Um desses amigos, minha querida Sara, verdadeiros, é o teu PAI. O meu PAI era um Homem Extraordinário, com qualidades inigualáveis. Tinha uma sensibilidade extrema, uma força interior inesgotável, uma ternura e um carinho infindáveis, sempre muito presentes. Era muito humano, sério, sincero, justo, frontal, honesto, convicto, responsável, mas também intransigente, rígido, firme e rigoroso. É certo e seguro que não conheço o teu PAI assim há tanto tempo, é verdade. Mas se o tempo não é por si mensurável, os sentimentos são-no. E esses moldam a amizade, criam laços inquebráveis, fortalecem-nos como pessoas, fazem-nos crescer como Homens, ajudam-nos a lutar pela liberdade e pela felicidade. Hoje, a estima que tenho pelo teu Pai é grande, e quero dizer-te que reconheço nele algumas das atitudes e valores que, a espaços, me fazem lembrar o meu PAI. Por tudo isto, Sara, quero que saibas que o teu PAI é também um Homem Formidável. E porque nos dias que correm, estas características e qualidades são tão especiais que só estão ao alcance dos grandes Homens, é imperioso saberes que tal é uma raridade, e o que é raro deve ser preservado e acarinhado.
- A Felicidade e a Liberdade -
Com o meu PAI aprendi que é a procura constante da felicidade que nos torna verdadeiramente livres. E pela Liberdade e pela Felicidade devemos lutar, sempre, até ao fim, como ele fez! Não só por nós e pelos que mais amamos.
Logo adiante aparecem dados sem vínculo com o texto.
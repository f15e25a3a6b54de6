//! Effective limits command handler.

use metronome::{ConfigError, EffectiveSettings, MetronomeResult};

/// Human-readable summary of the effective settings.
fn summary(settings: &EffectiveSettings) -> String {
    let fmt_limit = |limit: Option<u32>| limit.map_or_else(|| "unset".to_string(), |v| v.to_string());

    format!(
        "Provider:     {}\n\
         Tier:         {}\n\
         RPM:          {}\n\
         Burst:        {}\n\
         Mode:         {}\n\
         Model:        {}\n\
         Min interval: {} ms",
        settings.provider,
        settings.tier.name,
        fmt_limit(settings.tier.rpm),
        fmt_limit(settings.effective_burst()),
        settings.mode,
        settings.client.model,
        settings.client.min_request_interval_ms,
    )
}

/// Print the effective tier, mode and client settings, then the tier as TOML.
pub fn show_limits(settings: &EffectiveSettings) -> MetronomeResult<()> {
    println!("{}", summary(settings));

    let tier_toml = toml::to_string_pretty(&settings.tier)
        .map_err(|e| ConfigError::new(format!("Failed to render tier: {}", e)))?;
    println!("\n[providers.{}.tiers.effective]\n{}", settings.provider, tier_toml);
    Ok(())
}
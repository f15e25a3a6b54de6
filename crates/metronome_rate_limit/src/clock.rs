//! Monotonic time sources for the pacer.
//!
//! The pacer never reads the system clock directly. It asks a [`Clock`] for
//! the current offset from an arbitrary origin and asks the same clock to
//! sleep, so tests can substitute [`ManualClock`] and run minutes of
//! simulated pacing instantly.

use std::fmt;
use std::sync::{Arc, Mutex, PoisonError};
use std::time::{Duration, Instant};

/// A monotonic time source that can also block the caller.
///
/// `now` must never go backwards; the pacer's waits are bounded only as long
/// as that holds.
pub trait Clock: Send + Sync + fmt::Debug {
    /// Time elapsed since this clock's origin.
    fn now(&self) -> Duration;

    /// Block the calling thread for `duration`.
    fn sleep(&self, duration: Duration);
}

/// System monotonic clock backed by [`Instant`].
#[derive(Debug, Clone, Copy)]
pub struct MonotonicClock {
    origin: Instant,
}

impl MonotonicClock {
    /// Create a clock whose origin is the moment of construction.
    pub fn new() -> Self {
        Self {
            origin: Instant::now(),
        }
    }
}

impl Default for MonotonicClock {
    fn default() -> Self {
        Self::new()
    }
}

impl Clock for MonotonicClock {
    fn now(&self) -> Duration {
        self.origin.elapsed()
    }

    fn sleep(&self, duration: Duration) {
        std::thread::sleep(duration);
    }
}

#[derive(Debug, Default)]
struct ManualState {
    now: Duration,
    sleeps: Vec<Duration>,
}

/// Simulated clock for tests.
///
/// Sleeping advances simulated time by the requested duration and returns
/// immediately. Every sleep is recorded so tests can assert on exact waits.
/// Clones share the same timeline.
#[derive(Debug, Clone, Default)]
pub struct ManualClock {
    state: Arc<Mutex<ManualState>>,
}

impl ManualClock {
    /// Create a clock at time zero.
    pub fn new() -> Self {
        Self::default()
    }

    /// Create a clock starting at `start`.
    pub fn starting_at(start: Duration) -> Self {
        let clock = Self::new();
        clock.advance(start);
        clock
    }

    /// Move simulated time forward without recording a sleep.
    pub fn advance(&self, by: Duration) {
        self.lock().now += by;
    }

    /// Move simulated time forward to `to`. Earlier targets are ignored.
    pub fn advance_to(&self, to: Duration) {
        let mut state = self.lock();
        if to > state.now {
            state.now = to;
        }
    }

    /// All sleeps requested so far, in order.
    pub fn sleeps(&self) -> Vec<Duration> {
        self.lock().sleeps.clone()
    }

    /// Sum of all sleeps requested so far.
    pub fn total_slept(&self) -> Duration {
        self.lock().sleeps.iter().sum()
    }

    fn lock(&self) -> std::sync::MutexGuard<'_, ManualState> {
        self.state.lock().unwrap_or_else(PoisonError::into_inner)
    }
}

impl Clock for ManualClock {
    fn now(&self) -> Duration {
        self.lock().now
    }

    fn sleep(&self, duration: Duration) {
        let mut state = self.lock();
        state.now += duration;
        state.sleeps.push(duration);
    }
}
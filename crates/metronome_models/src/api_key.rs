//! OpenAI API key handling.

use metronome_error::{OpenAIError, OpenAIErrorKind, OpenAIResult};
use std::fmt;
use std::str::FromStr;
use tracing::debug;

/// A validated OpenAI API key.
///
/// The `Debug` output is redacted so keys never reach logs.
#[derive(Clone, PartialEq, Eq)]
pub struct ApiKey(String);

impl ApiKey {
    /// Environment variable the key is read from.
    pub const ENV_VAR: &'static str = "OPENAI_API_KEY";

    /// Normalize and validate a raw key.
    ///
    /// Surrounding whitespace and any quote characters are stripped, which
    /// tolerates keys pasted into `.env` files as `"sk-..."`.
    ///
    /// # Errors
    ///
    /// `MissingApiKey` when nothing is left after stripping,
    /// `InvalidApiKeyFormat` when the key lacks an `sk-` or `org-` prefix.
    pub fn parse(raw: &str) -> OpenAIResult<Self> {
        let key: String = raw.trim().chars().filter(|c| !matches!(c, '"' | '\'')).collect();
        let key = key.trim();

        if key.is_empty() {
            return Err(OpenAIError::new(OpenAIErrorKind::MissingApiKey));
        }
        if !(key.starts_with("sk-") || key.starts_with("org-")) {
            return Err(OpenAIError::new(OpenAIErrorKind::InvalidApiKeyFormat));
        }

        Ok(Self(key.to_string()))
    }

    /// Read and validate the key from [`ApiKey::ENV_VAR`].
    pub fn from_env() -> OpenAIResult<Self> {
        let raw = std::env::var(Self::ENV_VAR)
            .map_err(|_| OpenAIError::new(OpenAIErrorKind::MissingApiKey))?;
        debug!("Loaded API key from environment");
        Self::parse(&raw)
    }

    /// The key itself, for the authorization header.
    pub fn expose(&self) -> &str {
        &self.0
    }
}

impl fmt::Debug for ApiKey {
    fn fmt(&self, f: &mut fmt::Formatter<'_>) -> fmt::Result {
        let prefix: String = self.0.chars().take(3).collect();
        write!(f, "ApiKey({prefix}***)")
    }
}

impl FromStr for ApiKey {
    type Err = OpenAIError;

    fn from_str(s: &str) -> Result<Self, Self::Err> {
        Self::parse(s)
    }
}
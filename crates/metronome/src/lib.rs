//! Metronome - paced access to rate-limited LLM APIs
//!
//! Metronome keeps a client under a provider's per-minute and burst request
//! limits by consulting a shared pacer before every call. Callers that would
//! exceed a limit are blocked until the trailing 60-second window has room.
//!
//! # Quick Start
//!
//! ```no_run
//! use metronome::{ApiKey, MetronomeConfig, PacingOverrides};
//!
//! # #[tokio::main]
//! # async fn main() -> Result<(), Box<dyn std::error::Error>> {
//! let config = MetronomeConfig::load()?;
//! let settings = PacingOverrides::default().apply(&config)?;
//! let client = settings.client(ApiKey::from_env()?)?;
//!
//! println!("{}", client.complete("Say hello").await?);
//! # Ok(())
//! # }
//! ```
//!
//! # Architecture
//!
//! - `metronome-error` - Error types
//! - `metronome-rate-limit` - Pacer, clocks, tiers and configuration
//! - `metronome-models` - Paced OpenAI chat client
//!
//! This crate (`metronome`) re-exports everything for convenience.

pub use metronome_error::*;
pub use metronome_models::*;
pub use metronome_rate_limit::*;

mod settings;
pub mod telemetry;

pub use settings::{EffectiveSettings, PacingOverrides};
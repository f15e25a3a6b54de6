//! Tier trait for representing API rate limit constraints.

/// Pacing constraints published for an API tier.
///
/// All limits are optional: `None` means the tier does not publish one.
/// A tier with no `rpm` cannot drive a [`Pacer`](crate::Pacer).
///
/// # Example
///
/// ```
/// use metronome_rate_limit::Tier;
///
/// struct Trial;
///
/// impl Tier for Trial {
///     fn rpm(&self) -> Option<u32> { Some(3) }
///     fn burst(&self) -> Option<u32> { Some(5) }
///     fn name(&self) -> &str { "Trial" }
/// }
///
/// assert_eq!(Trial.rpm(), Some(3));
/// ```
pub trait Tier: Send + Sync {
    /// Requests per minute limit.
    fn rpm(&self) -> Option<u32>;

    /// Maximum calls within a trailing 60-second window.
    ///
    /// Returns `None` when the tier only publishes a steady rate.
    fn burst(&self) -> Option<u32>;

    /// Name of the tier (e.g., "Free", "Tier 1").
    fn name(&self) -> &str;
}
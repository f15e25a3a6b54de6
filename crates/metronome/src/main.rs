//! Metronome CLI binary.
//!
//! This binary provides command-line access to paced OpenAI requests:
//! - Ask a single question
//! - Run a file of prompts concurrently under one pacer
//! - Check connectivity and inspect effective limits

use clap::Parser;
use std::process::ExitCode;

mod cli;

#[tokio::main]
async fn main() -> ExitCode {
    use cli::{Cli, Commands, hint_for, load_settings, run_ask, run_batch, run_check, show_limits};

    // Parse command-line arguments
    let cli = Cli::parse();

    // Pick up OPENAI_API_KEY from .env when present
    dotenvy::dotenv().ok();

    metronome::telemetry::init_console_telemetry(cli.verbose);

    let outcome = match load_settings(&cli.pacing) {
        Ok(settings) => match &cli.command {
            Commands::Ask { prompt } => run_ask(&settings, prompt).await,
            Commands::Batch { file } => run_batch(&settings, file).await,
            Commands::Check => run_check(&settings).await,
            Commands::Limits => show_limits(&settings),
        },
        Err(e) => Err(e),
    };

    match outcome {
        Ok(()) => ExitCode::SUCCESS,
        Err(e) => {
            eprintln!("Error: {}", e);
            if let Some(hint) = hint_for(&e) {
                eprintln!("Hint: {}", hint);
            }
            ExitCode::FAILURE
        }
    }
}
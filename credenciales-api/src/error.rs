use axum::{
    http::StatusCode,
    response::{IntoResponse, Response},
    Json,
};
use serde_json::json;
use thiserror::Error;

/// Errors a handler can surface to the client. Every variant renders as
/// `{"error": "<message>"}` with the matching status code.
#[derive(Debug, Error)]
pub enum ApiError {
    /// Creation payload is missing one of the required fields.
    #[error("Faltan datos requeridos: clave_ine, curp, IDpersona")]
    MissingFields,

    /// No row matched the requested id or CURP.
    #[error("{0}")]
    NotFound(&'static str),

    /// Any connectivity, query, or constraint failure from MySQL. The
    /// underlying driver message is exposed to the client as-is.
    #[error(transparent)]
    Database(#[from] sqlx::Error),
}

impl ApiError {
    pub fn status_code(&self) -> StatusCode {
        match self {
            ApiError::MissingFields => StatusCode::BAD_REQUEST,
            ApiError::NotFound(_) => StatusCode::NOT_FOUND,
            ApiError::Database(_) => StatusCode::INTERNAL_SERVER_ERROR,
        }
    }
}

impl IntoResponse for ApiError {
    fn into_response(self) -> Response {
        match &self {
            ApiError::Database(err) => tracing::error!("database error: {err}"),
            ApiError::MissingFields | ApiError::NotFound(_) => {
                tracing::debug!("client error: {}", self)
            }
        }

        let status = self.status_code();
        (status, Json(json!({ "error": self.to_string() }))).into_response()
    }
}

pub type Result<T> = std::result::Result<T, ApiError>;
use crate::error::{ApiError, Result};
use crate::state::AppState;
use axum::{
    extract::{Path, State},
    http::StatusCode,
    response::{IntoResponse, Response},
    Json,
};
use serde::{Deserialize, Serialize};
use serde_json::{json, Value};
use std::sync::Arc;
use tracing::{debug, info};
use uuid::Uuid;

const NOT_FOUND_BY_ID: &str = "No se encontró la credencial con ese id";
const NOT_FOUND_BY_CURP: &str = "No se encontró la credencial con esa CURP";

/// A stored identity-credential row. `IDpersona` keeps its historical
/// capitalization both on the wire and in the table.
#[derive(Debug, Clone, PartialEq, Serialize, sqlx::FromRow)]
pub struct Credencial {
    pub id: String,
    pub clave_ine: String,
    pub curp: String,
    #[serde(rename = "IDpersona")]
    #[sqlx(rename = "IDpersona")]
    pub id_persona: String,
}

/// Incoming body for create and update. Fields stay raw JSON values so the
/// truthiness rule in [`provided`] can see strings and numbers alike.
#[derive(Debug, Default, Deserialize)]
pub struct CredencialPayload {
    pub clave_ine: Option<Value>,
    pub curp: Option<Value>,
    #[serde(rename = "IDpersona")]
    pub id_persona: Option<Value>,
}

/// Truthiness rule shared by create validation and update merging: a field
/// counts as provided only when it is a non-empty string or a non-zero
/// number. Absent, null, `""`, `0` and every other JSON type all read as
/// "not provided", so a client cannot clear a field to empty.
fn provided(value: Option<&Value>) -> Option<String> {
    match value {
        Some(Value::String(s)) if !s.is_empty() => Some(s.clone()),
        Some(Value::Number(n)) if n.as_f64().is_some_and(|f| f != 0.0) => Some(n.to_string()),
        _ => None,
    }
}

/// Field-wise merge for update: each provided field overwrites, everything
/// else keeps the stored value. The id is never regenerated.
fn merge_with_stored(payload: &CredencialPayload, stored: &Credencial) -> Credencial {
    Credencial {
        id: stored.id.clone(),
        clave_ine: provided(payload.clave_ine.as_ref()).unwrap_or_else(|| stored.clave_ine.clone()),
        curp: provided(payload.curp.as_ref()).unwrap_or_else(|| stored.curp.clone()),
        id_persona: provided(payload.id_persona.as_ref())
            .unwrap_or_else(|| stored.id_persona.clone()),
    }
}

/// `GET /credenciales` — every row, unfiltered. An empty table is an empty
/// array, not a 404.
pub async fn list_credenciales(State(state): State<Arc<AppState>>) -> Result<Json<Vec<Credencial>>> {
    let rows =
        sqlx::query_as::<_, Credencial>("SELECT id, clave_ine, curp, IDpersona FROM credenciales")
            .fetch_all(&state.pool)
            .await?;
    debug!(count = rows.len(), "Listed credenciales");
    Ok(Json(rows))
}

/// `GET /credenciales/id/:id` — exact match, bare object on the single hit.
pub async fn get_credencial_by_id(
    State(state): State<Arc<AppState>>,
    Path(id): Path<String>,
) -> Result<Json<Credencial>> {
    let row = sqlx::query_as::<_, Credencial>(
        "SELECT id, clave_ine, curp, IDpersona FROM credenciales WHERE id = ?",
    )
    .bind(&id)
    .fetch_optional(&state.pool)
    .await?;

    row.map(Json).ok_or(ApiError::NotFound(NOT_FOUND_BY_ID))
}

/// `GET /credenciales/curp/:curp` — a CURP is not unique, so the response
/// is always an array, even for a single match.
pub async fn get_credenciales_by_curp(
    State(state): State<Arc<AppState>>,
    Path(curp): Path<String>,
) -> Result<Json<Vec<Credencial>>> {
    let rows = sqlx::query_as::<_, Credencial>(
        "SELECT id, clave_ine, curp, IDpersona FROM credenciales WHERE curp = ?",
    )
    .bind(&curp)
    .fetch_all(&state.pool)
    .await?;

    if rows.is_empty() {
        return Err(ApiError::NotFound(NOT_FOUND_BY_CURP));
    }
    Ok(Json(rows))
}

/// `POST /credenciales` — all three fields must be provided; the id is
/// generated server-side and never taken from the client.
pub async fn create_credencial(
    State(state): State<Arc<AppState>>,
    Json(payload): Json<CredencialPayload>,
) -> Result<Response> {
    let (Some(clave_ine), Some(curp), Some(id_persona)) = (
        provided(payload.clave_ine.as_ref()),
        provided(payload.curp.as_ref()),
        provided(payload.id_persona.as_ref()),
    ) else {
        return Err(ApiError::MissingFields);
    };

    let cred = Credencial {
        id: Uuid::new_v4().to_string(),
        clave_ine,
        curp,
        id_persona,
    };
    sqlx::query("INSERT INTO credenciales (id, clave_ine, curp, IDpersona) VALUES (?, ?, ?, ?)")
        .bind(&cred.id)
        .bind(&cred.clave_ine)
        .bind(&cred.curp)
        .bind(&cred.id_persona)
        .execute(&state.pool)
        .await?;

    info!(id = %cred.id, "Created credencial");
    Ok((StatusCode::CREATED, Json(cred)).into_response())
}

/// `PUT /credenciales/:id` — read the stored row, merge, write all three
/// columns. The read and the write are not a transaction: a concurrent
/// delete makes the UPDATE affect zero rows and the response is still 200
/// with the merged values.
pub async fn update_credencial(
    State(state): State<Arc<AppState>>,
    Path(id): Path<String>,
    Json(payload): Json<CredencialPayload>,
) -> Result<Json<Credencial>> {
    let stored = sqlx::query_as::<_, Credencial>(
        "SELECT id, clave_ine, curp, IDpersona FROM credenciales WHERE id = ?",
    )
    .bind(&id)
    .fetch_optional(&state.pool)
    .await?
    .ok_or(ApiError::NotFound(NOT_FOUND_BY_ID))?;

    let merged = merge_with_stored(&payload, &stored);
    sqlx::query("UPDATE credenciales SET clave_ine = ?, curp = ?, IDpersona = ? WHERE id = ?")
        .bind(&merged.clave_ine)
        .bind(&merged.curp)
        .bind(&merged.id_persona)
        .bind(&id)
        .execute(&state.pool)
        .await?;

    info!(id = %id, "Updated credencial");
    Ok(Json(merged))
}

/// `DELETE /credenciales/:id` — 404 when nothing was deleted.
pub async fn delete_credencial_by_id(
    State(state): State<Arc<AppState>>,
    Path(id): Path<String>,
) -> Result<Json<Value>> {
    let result = sqlx::query("DELETE FROM credenciales WHERE id = ?")
        .bind(&id)
        .execute(&state.pool)
        .await?;

    if result.rows_affected() == 0 {
        return Err(ApiError::NotFound(NOT_FOUND_BY_ID));
    }
    info!(id = %id, "Deleted credencial");
    Ok(Json(json!({ "message": "Registro eliminado correctamente" })))
}

/// `DELETE /credenciales/curp/:curp` — removes every matching row in one
/// statement; the confirmation does not report how many went away.
pub async fn delete_credenciales_by_curp(
    State(state): State<Arc<AppState>>,
    Path(curp): Path<String>,
) -> Result<Json<Value>> {
    let result = sqlx::query("DELETE FROM credenciales WHERE curp = ?")
        .bind(&curp)
        .execute(&state.pool)
        .await?;

    if result.rows_affected() == 0 {
        return Err(ApiError::NotFound(NOT_FOUND_BY_CURP));
    }
    info!(%curp, rows = result.rows_affected(), "Deleted credenciales by CURP");
    Ok(Json(json!({ "message": "Registro eliminado correctamente por CURP" })))
}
Mas também por todos os outros, sem excepção, porque também neles devemos acreditar, sempre, em prol de um Mundo bem melhor.
Por isso, minha querida Sara, mima o teu PAI sempre que puderes. Brinca com ele, sempre, sempre, sempre. Conta-lhe histórias, fala-lhe das tuas alegrias, mas também das tuas tristezas. E ri-te, diverte-te e sê feliz. E, sempre que puderes, luta pela Liberdade e pela Felicidade.
Eu, Sara, vou continuar a fazer tudo isto com o meu PAI. Para que possa continuar a amar e a acreditar. Para que possa perseguir e prosseguir tudo aquilo que ele é. Para que possa continuar a ser Livre e Feliz. Para isso fecho os olhos e tiro do meu coração o Relógio, fechado, que em tempos atrás esteve parado no tempo, apenas com receio de o perder.
Esta história, Sara, é uma pequena mas simples história de amor e de amizade, e que fica escrita no livro de memórias que hoje te ofereço. Foi escrita, claro, já com a ajuda da MÃO do meu PAI, numa altura em que a raiva, a revolta e a dor deram finalmente lugar à tristeza, à saudade e à serenidade. Numa altura em que o Relógio do Tempo voltou de novo a trabalhar.
E, para que tu possas recordar também, mais tarde, os melhores momentos da tua vida, repletos de Felicidade e Liberdade, passados com o teu PAI, utiliza este pequeno livro de memórias. Nele escreve tudo aquilo que quiseres, as alegrias, os desgostos, as amizades, os sentimentos. Nessas alturas não te esqueças, Nunca, que o teu PAI estará lá, para ti, por ti. E quando precisares pede ao teu PAI a Mão dele, que seguramente ela te ajudará, SEMPRE! Exactamente como também a Mão do meu PAI me ajudou, SEMPRE, quando eu dela precisei!
Beijos do teu grande amigo,

João

quarta-feira, 19 de maio de 2010

Para si, meu Pai

Deixamos hoje 2 cartas escritas por Gonçalo, 5º filho, uma na data do seu 36º aniversário (hoje), outra escrita em 19 de Março de 1984, por altura do Dia do Pai.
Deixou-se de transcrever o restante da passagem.